Assistant Commissioner for Specialist Operations, Metropolitan police
- In office 1994–2005
- Succeeded by: Andy Hayman

United Nations Under-Secretary-General for Safety and Security
- In office 2005–2008

Personal details
- Born: David Christopher Veness London
- Profession: Police officer

= David Veness =

Sir David Christopher Veness, CBE, QPM is a British former senior police officer and United Nations official. He served as Assistant Commissioner for Specialist Operations in the Metropolitan Police from 1994 to 2005, leaving to serve as United Nations Under-Secretary-General for Safety and Security.

==Early life and police career==
Veness was educated at Raynes Park High School, London, and at Trinity College, Cambridge, where he gained Master of Arts and Master of Laws degrees.

After two years as a police cadet, he joined the Metropolitan Police in 1966, transferring to the Criminal Investigation Department in 1969, serving in various roles across London and at the Met's headquarters, Scotland Yard. Veness trained as a negotiator in 1979, directing the Met's negotiator course from 1980 to 1987, a role which placed him on the negotiating team at the 1980 Iranian Embassy Siege and in which he was lead negotiator in the siege of the Libyan embassy following the murder of Yvonne Fletcher as well as advising on other incidents worldwide. Promoted to commander in 1987, Veness went on to head the Protection Command, responsible for the protection of royalty and politicians before assuming the role of Commander Public Order, Territorial Security and Operational Support followed by promotion to Deputy Assistant Commissioner at Specialist Operations in November 1991.
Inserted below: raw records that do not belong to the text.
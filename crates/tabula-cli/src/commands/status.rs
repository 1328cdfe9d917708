//! Status command - show stored table configurations.

use crate::app::App;
use tabula_core::{Config, ConfigStorage, UserConfig};

/// Run the status command.
pub fn run(config: Config) -> anyhow::Result<()> {
    let app = App::new(config)?;

    println!("Tabula Status");
    println!("=============");
    println!();

    let keys = app.storage.keys()?;
    if keys.is_empty() {
        println!("No stored table configurations. Run 'tabula query <dataset>' to create one.");
        return Ok(());
    }

    println!("Stored tables:");
    for key in &keys {
        let Some(json) = app.storage.get(key)? else {
            continue;
        };

        match UserConfig::from_json(&json) {
            Ok(user_config) => {
                let hidden: Vec<&str> = user_config
                    .columns
                    .iter()
                    .filter(|c| c.is_hidden)
                    .map(|c| c.prop.as_str())
                    .collect();
                let sorts: Vec<String> = user_config
                    .sorts
                    .iter()
                    .map(|s| format!("{} {}", s.prop, s.dir))
                    .collect();

                println!("  {}", key);
                println!("    Columns:  {} ({} hidden)", user_config.columns.len(), hidden.len());
                if !hidden.is_empty() {
                    println!("    Hidden:   {}", hidden.join(", "));
                }
                println!("    Sort:     {}", sorts.join(", "));
                println!("    Limit:    {}", user_config.limit);
                if !user_config.search.is_empty() {
                    println!("    Search:   {}", user_config.search);
                }
            }
            Err(e) => println!("  {} ⚠ unreadable: {}", key, e),
        }
    }

    // Show data directory
    println!();
    println!("Storage file: {}", app.storage.storage_path().display());

    Ok(())
}
// Router configuration

use axum::{
    Router,
    extract::DefaultBodyLimit,
    http::{HeaderValue, Method},
    routing::{delete, get, post, put},
};
use tower_http::{
    cors::{AllowHeaders, AllowOrigin, CorsLayer},
    trace::TraceLayer,
};
use tracing::warn;

use agrocoop_core::config::{AppConfig, normalize_base_path};

use crate::{
    handlers::{
        document_handlers::*, farmer_handlers::*, health_handlers::*, project_handlers::*,
        task_handlers::*, workspace_handlers::*,
    },
    observability,
    state::AppState,
};

pub fn build_router(state: AppState, config: &AppConfig) -> Router {
    let prefix = normalize_base_path(&config.base_path);
    let router = build_base_router(state);
    let router = if prefix.is_empty() {
        router
    } else {
        Router::new().nest(&prefix, router)
    };

    router
        .layer(
            TraceLayer::new_for_http()
                .make_span_with(observability::http_make_span())
                .on_response(observability::response_logger()),
        )
        .layer(cors_layer(config.frontend_origin.as_deref()))
        .layer(observability::request_context_layer())
}

fn cors_layer(frontend_origin: Option<&str>) -> CorsLayer {
    let origin = match frontend_origin.map(HeaderValue::from_str) {
        Some(Ok(origin)) => AllowOrigin::exact(origin),
        Some(Err(err)) => {
            warn!(error = %err, "invalid frontend origin; mirroring request origin");
            AllowOrigin::mirror_request()
        }
        None => AllowOrigin::mirror_request(),
    };

    CorsLayer::new()
        .allow_origin(origin)
        .allow_methods([
            Method::GET,
            Method::POST,
            Method::PUT,
            Method::DELETE,
            Method::OPTIONS,
        ])
        .allow_headers(AllowHeaders::mirror_request())
        .allow_credentials(true)
}

fn build_base_router(state: AppState) -> Router {
    Router::new()
        // Health
        .route("/", get(index_handler))
        .route("/health", get(health_handler))
        // Workspaces
        .route("/workspace/create/new", post(create_workspace_handler))
        .route("/workspace/all", get(list_user_workspaces_handler))
        .route("/workspace/{workspace_id}", get(get_workspace_handler))
        .route(
            "/workspace/update/{workspace_id}",
            put(update_workspace_handler),
        )
        .route(
            "/workspace/delete/{workspace_id}",
            delete(delete_workspace_handler),
        )
        .route(
            "/workspace/members/{workspace_id}",
            get(workspace_members_handler),
        )
        .route(
            "/workspace/analytics/{workspace_id}",
            get(workspace_analytics_handler),
        )
        .route(
            "/workspace/change/member/role/{workspace_id}",
            put(change_member_role_handler),
        )
        .route(
            "/workspace/officers/new/{workspace_id}",
            post(add_member_handler),
        )
        .route(
            "/workspace/{workspace_id}/members/{user_id}",
            delete(remove_member_handler),
        )
        // Projects
        .route(
            "/project/workspace/{workspace_id}/create",
            post(create_project_handler),
        )
        .route(
            "/project/workspace/{workspace_id}/all",
            get(list_projects_handler),
        )
        .route(
            "/project/{project_id}/workspace/{workspace_id}",
            get(get_project_handler),
        )
        .route(
            "/project/{project_id}/workspace/{workspace_id}/analytics",
            get(project_analytics_handler),
        )
        .route(
            "/project/{project_id}/workspace/{workspace_id}/update",
            put(update_project_handler),
        )
        .route(
            "/project/{project_id}/workspace/{workspace_id}/delete",
            delete(delete_project_handler),
        )
        // Loans
        .route(
            "/task/project/{project_id}/workspace/{workspace_id}/create",
            post(create_task_handler),
        )
        .route("/task/workspace/{workspace_id}/all", get(list_tasks_handler))
        .route(
            "/task/{task_id}/project/{project_id}/workspace/{workspace_id}",
            get(get_task_handler),
        )
        .route(
            "/task/{task_id}/project/{project_id}/workspace/{workspace_id}/update",
            put(update_task_handler),
        )
        .route(
            "/task/{task_id}/workspace/{workspace_id}/delete",
            delete(delete_task_handler),
        )
        // Farmers
        .route(
            "/farmer/workspace/{workspace_id}/create",
            post(create_farmer_handler),
        )
        .route(
            "/farmer/workspace/{workspace_id}/all",
            get(list_farmers_handler),
        )
        .route(
            "/farmer/{farmer_id}/workspace/{workspace_id}",
            get(get_farmer_handler),
        )
        .route(
            "/farmer/{farmer_id}/workspace/{workspace_id}/update",
            put(update_farmer_handler),
        )
        .route(
            "/farmer/{farmer_id}/workspace/{workspace_id}/delete",
            delete(delete_farmer_handler),
        )
        // Documents
        .route(
            "/upload",
            post(upload_document_handler).layer(DefaultBodyLimit::max(MAX_UPLOAD_BYTES)),
        )
        .route("/documents", post(list_documents_handler))
        .route("/delete-file", delete(delete_document_handler))
        .route("/files/{workspace_id}", get(list_files_handler))
        .with_state(state)
}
Veness was further promoted to Assistant Commissioner, Specialist Operations on 5 April 1994. He was awarded the Queen's Police Medal in the 1994 Queen's Birthday Honours, appointed Commander of the Order of the British Empire in the 2000 Queen's Birthday Honours, and knighted in the 2005 New Year Honours. He received the accolade from Queen Elizabeth II at Buckingham Palace.

==United Nations==
On 13 January 2005 the UN announced that Veness was to become the first Under-Secretary-General of the United Nations for Safety and Security. He left the Met later in 2005, succeeded in his role by Andy Hayman. Veness resigned his UN post in June 2008 after an internal investigation into a terrorist attack on Algiers in which his department was heavily criticised.